*** Opening of MATERIAL FOR THE TASK ***

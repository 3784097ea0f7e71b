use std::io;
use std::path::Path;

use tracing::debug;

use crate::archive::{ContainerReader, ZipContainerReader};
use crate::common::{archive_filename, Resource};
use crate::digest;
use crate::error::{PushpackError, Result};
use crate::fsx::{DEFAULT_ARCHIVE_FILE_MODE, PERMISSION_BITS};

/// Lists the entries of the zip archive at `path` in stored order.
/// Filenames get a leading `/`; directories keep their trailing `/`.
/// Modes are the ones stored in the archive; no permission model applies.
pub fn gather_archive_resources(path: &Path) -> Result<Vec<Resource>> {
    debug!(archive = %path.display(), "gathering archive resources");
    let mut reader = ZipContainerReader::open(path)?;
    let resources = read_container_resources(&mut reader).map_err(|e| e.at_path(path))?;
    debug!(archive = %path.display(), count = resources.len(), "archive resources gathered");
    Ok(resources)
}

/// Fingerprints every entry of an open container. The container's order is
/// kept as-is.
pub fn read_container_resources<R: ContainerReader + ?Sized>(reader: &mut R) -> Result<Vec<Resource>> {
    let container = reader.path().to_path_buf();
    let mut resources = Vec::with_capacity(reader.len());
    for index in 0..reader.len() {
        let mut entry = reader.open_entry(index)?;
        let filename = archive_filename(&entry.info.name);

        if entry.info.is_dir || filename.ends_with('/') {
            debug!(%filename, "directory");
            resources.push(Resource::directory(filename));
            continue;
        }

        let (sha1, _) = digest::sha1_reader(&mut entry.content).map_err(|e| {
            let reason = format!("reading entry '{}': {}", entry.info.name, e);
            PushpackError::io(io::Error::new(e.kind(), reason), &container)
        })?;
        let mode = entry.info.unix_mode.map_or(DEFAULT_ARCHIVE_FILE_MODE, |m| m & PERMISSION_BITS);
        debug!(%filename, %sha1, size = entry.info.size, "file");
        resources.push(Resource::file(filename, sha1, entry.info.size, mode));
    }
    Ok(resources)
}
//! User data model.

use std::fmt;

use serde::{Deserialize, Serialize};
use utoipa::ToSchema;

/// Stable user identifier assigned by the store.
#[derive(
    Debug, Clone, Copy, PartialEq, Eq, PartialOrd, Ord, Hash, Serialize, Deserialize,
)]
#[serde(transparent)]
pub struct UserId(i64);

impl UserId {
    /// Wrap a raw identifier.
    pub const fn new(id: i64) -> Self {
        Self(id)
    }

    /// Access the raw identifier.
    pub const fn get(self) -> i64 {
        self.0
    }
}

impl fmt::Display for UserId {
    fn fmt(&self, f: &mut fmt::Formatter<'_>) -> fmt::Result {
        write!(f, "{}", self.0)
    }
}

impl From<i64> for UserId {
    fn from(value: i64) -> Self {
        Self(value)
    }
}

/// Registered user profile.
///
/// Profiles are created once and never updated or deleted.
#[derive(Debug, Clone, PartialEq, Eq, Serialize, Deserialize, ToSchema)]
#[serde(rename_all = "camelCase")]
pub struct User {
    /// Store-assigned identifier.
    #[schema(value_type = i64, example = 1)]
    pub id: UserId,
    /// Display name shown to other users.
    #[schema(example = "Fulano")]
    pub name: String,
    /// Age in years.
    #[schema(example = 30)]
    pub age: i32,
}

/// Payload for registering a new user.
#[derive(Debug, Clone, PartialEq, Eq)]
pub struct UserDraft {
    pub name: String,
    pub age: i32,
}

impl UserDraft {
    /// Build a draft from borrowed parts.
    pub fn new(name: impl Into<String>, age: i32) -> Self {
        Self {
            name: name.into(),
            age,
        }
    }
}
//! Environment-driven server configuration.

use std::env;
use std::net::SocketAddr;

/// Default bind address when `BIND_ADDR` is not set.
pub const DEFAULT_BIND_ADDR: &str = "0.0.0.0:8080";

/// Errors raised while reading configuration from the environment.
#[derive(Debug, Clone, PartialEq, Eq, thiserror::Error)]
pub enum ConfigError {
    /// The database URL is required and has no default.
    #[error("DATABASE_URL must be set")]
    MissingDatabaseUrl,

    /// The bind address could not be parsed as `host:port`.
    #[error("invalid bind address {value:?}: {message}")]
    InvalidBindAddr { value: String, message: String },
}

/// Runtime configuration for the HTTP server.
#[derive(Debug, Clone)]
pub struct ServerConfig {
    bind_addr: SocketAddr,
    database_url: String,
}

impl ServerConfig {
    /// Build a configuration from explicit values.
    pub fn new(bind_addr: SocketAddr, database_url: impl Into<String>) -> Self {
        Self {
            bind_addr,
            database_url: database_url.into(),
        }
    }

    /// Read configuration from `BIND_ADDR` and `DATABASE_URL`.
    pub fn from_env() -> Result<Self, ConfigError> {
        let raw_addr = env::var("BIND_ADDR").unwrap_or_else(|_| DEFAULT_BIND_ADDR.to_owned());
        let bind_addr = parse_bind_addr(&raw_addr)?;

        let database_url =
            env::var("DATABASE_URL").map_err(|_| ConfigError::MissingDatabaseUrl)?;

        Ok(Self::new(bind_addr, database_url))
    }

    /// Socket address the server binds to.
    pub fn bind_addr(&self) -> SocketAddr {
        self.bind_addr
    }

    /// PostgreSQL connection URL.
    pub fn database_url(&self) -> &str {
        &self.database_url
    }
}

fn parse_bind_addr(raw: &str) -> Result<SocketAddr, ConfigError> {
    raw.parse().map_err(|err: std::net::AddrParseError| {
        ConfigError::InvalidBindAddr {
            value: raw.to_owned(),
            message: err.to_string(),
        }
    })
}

*** Close of MATERIAL FOR THE TASK ***

TASK TO COMPLETE => Extract every line above containing the word "directory".

RESULT OF THE TASK =>
            debug!(%filename, "directory");
            resources.push(Resource::directory(filename));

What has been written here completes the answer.